Engineer awarded Oscar for facial capture technology

Staff writer, with CNA

Software engineer Ma Wan-chun (馬萬鈞) and a team based at the University of Southern California (USC) were acknowledged by the Academy of Motion Picture Arts and Sciences for their face-digitizing technology, which has been advancing visual effects for a decade.

Ma, who now works as an engineer for Google, on Feb. 9 was awarded the Scientific and Technical Achievement Award along with his colleagues at the 91st Academy Awards for their computer graphics technology developed at the university’s Institute for Creative Technologies.

Their polarized spherical gradient illumination technology is a facial appearance capture method that uses a dome-shaped object called “Light Stage X,” Google said.

When an actor performs inside Light Stage X, they are illuminated by about 300 LEDs and their gestures are captured by cameras from different angles.

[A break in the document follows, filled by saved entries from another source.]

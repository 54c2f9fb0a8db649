use thiserror::Error;

use crate::{ObjectId, RobotName, Rotation, Vector3, Velocity};

#[derive(Debug, Error)]
pub enum OracleError {
    #[error("unknown object {0}")]
    UnknownObject(ObjectId),
    #[error("invalid value for {object}: {reason}")]
    InvalidValue { object: ObjectId, reason: String },
}

/// Narrow read/write access to the ground truth of a running simulation.
///
/// The referee only ever talks to the simulated world through this trait.
pub trait SimulationOracle {
    /// Elapsed simulation time in seconds.
    fn time(&self) -> f64;

    /// Every robot present in the world.
    fn robots(&self) -> Vec<RobotName>;

    fn translation(&self, object: ObjectId) -> Result<Vector3, OracleError>;

    fn set_translation(&mut self, object: ObjectId, value: Vector3) -> Result<(), OracleError>;

    fn rotation(&self, object: ObjectId) -> Result<Rotation, OracleError>;

    fn set_rotation(&mut self, object: ObjectId, value: Rotation) -> Result<(), OracleError>;

    fn velocity(&self, object: ObjectId) -> Result<Velocity, OracleError>;

    fn set_velocity(&mut self, object: ObjectId, value: Velocity) -> Result<(), OracleError>;

    /// Drop any accumulated physics state (velocities, contacts) of an object.
    fn reset_physics(&mut self, object: ObjectId) -> Result<(), OracleError>;

    /// Identifier of the controller program assigned to a robot.
    fn controller(&self, robot: RobotName) -> Result<String, OracleError>;

    /// Assign a controller program to a robot. The robot restarts with it.
    fn set_controller(&mut self, robot: RobotName, controller: &str) -> Result<(), OracleError>;

    fn restart_controller(&mut self, robot: RobotName) -> Result<(), OracleError>;

    /// The object currently selected by the operator, if any.
    fn selected(&self) -> Option<ObjectId>;

    /// Whether `object` exists in this world.
    fn contains(&self, object: ObjectId) -> bool {
        match object {
            ObjectId::Ball => true,
            ObjectId::Robot(name) => self.robots().contains(&name),
        }
    }
}
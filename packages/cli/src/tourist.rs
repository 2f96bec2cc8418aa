//! Tourist planner screen: origin, destination and a list of places to
//! visit, in order.

use dialoguer::Select;
use route_planner_cli_utils::prompt_optional;
use route_planner_route::PlannerSession;
use route_planner_route::planner::TouristPlanner;
use route_planner_route_models::{PlannerMode, RouteEntry};

use crate::traveler::slot;
use crate::{Context, output, prompt};

/// Runs the tourist menu until the user goes back.
///
/// # Errors
///
/// Returns an error if a terminal prompt fails.
pub async fn run(ctx: &Context) -> Result<(), Box<dyn std::error::Error>> {
    let mut session = PlannerSession::new(PlannerMode::Tourist);

    loop {
        if let PlannerSession::Tourist(planner) = &session {
            println!();
            for line in summary(planner) {
                println!("{line}");
            }
            println!();
        }

        let items = &[
            "Set origin",
            "Set destination",
            "Set places to visit",
            "Preferences",
            "Location bias",
            "Generate route",
            "Back",
        ];

        let selection = Select::new()
            .with_prompt("Tourist planner")
            .items(items)
            .default(0)
            .interact()?;

        let bias = session.settings().bias;
        match selection {
            0 => {
                let current = current_slot(&session, |p| p.origin.as_ref());
                let entry =
                    prompt::prompt_address(ctx, "Origin", current.as_ref(), bias.as_ref()).await?;
                session.set_origin(entry)?;
            }
            1 => {
                let current = current_slot(&session, |p| p.destination.as_ref());
                let entry =
                    prompt::prompt_address(ctx, "Destination", current.as_ref(), bias.as_ref())
                        .await?;
                session.set_destination(entry)?;
            }
            2 => {
                let text = prompt_places()?;
                session.set_stops_text(&text)?;
            }
            3 => prompt::preferences(session.settings_mut(), false)?,
            4 => prompt::bias(session.settings_mut())?,
            5 => match session.generate(&ctx.resolver).await {
                Ok(links) => output::print_route(&links, &session.settings().options),
                Err(e) => println!("{e}"),
            },
            6 => return Ok(()),
            _ => unreachable!(),
        }
    }
}

/// Reads places one per line until a blank answer and returns them as
/// newline separated text.
fn prompt_places() -> dialoguer::Result<String> {
    println!("Enter the places to visit in order. Leave blank to finish.");
    let mut lines = Vec::new();
    while let Some(place) = prompt_optional(&format!("Place {}", lines.len() + 1))? {
        lines.push(place);
    }
    Ok(lines.join("\n"))
}

fn current_slot(
    session: &PlannerSession,
    pick: impl Fn(&TouristPlanner) -> Option<&RouteEntry>,
) -> Option<RouteEntry> {
    match session {
        PlannerSession::Tourist(planner) => pick(planner).cloned(),
        _ => None,
    }
}

fn summary(planner: &TouristPlanner) -> Vec<String> {
    let mut lines = vec![format!("Origin:      {}", slot(planner.origin.as_ref()))];
    let stops = planner.stops_text();
    if stops.is_empty() {
        lines.push("Visit:       (none)".to_string());
    } else {
        lines.extend(stops.lines().map(|stop| format!("Visit:       {stop}")));
    }
    lines.push(format!(
        "Destination: {}",
        slot(planner.destination.as_ref())
    ));
    lines
}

The footage is converted into a 3D model that is then used for visual effects, enabling the computer to understand the geometry, pore texture and light properties of the actor’s face, Google said.

Ma said that the technology, which can generate lifelike facial expressions, has transformed the movie industry.

For example, it created an older version of Brad Pitt in The Curious Case of Benjamin Button (2008), brought the Na’vi tribe to the screen in Avatar (2009) and recreated Paul Walker’s performance in Furious 7 (2015) after the actor passed away mid-production.

Ma said that he has always been fascinated by visual effects in movies and video games, such as the diverse alien characters in the Star Wars movie series and the combination of real actors and animated backgrounds in the 1994 game Wing Commander 3.

As the field of computer graphics is still in its infancy in Taiwan, the Graduate Student Study Abroad Program of the National Science Council helped him pursue his studies, Ma said.

Under the program, he went to USC, where his faculty adviser, Paul Debevec, brought Ma into his research team in 2005 to help develop the facial capture system.

Ma said that instead of only researching for his doctoral dissertation, he always wanted to put his expertise into practice, and the work at USC helped him “turn imagination into reality.”

The team’s next step is to transfer the realistic visual effects presented in theaters to smartphones by applying the technology to the fields of augmented reality and virtual reality, Ma said.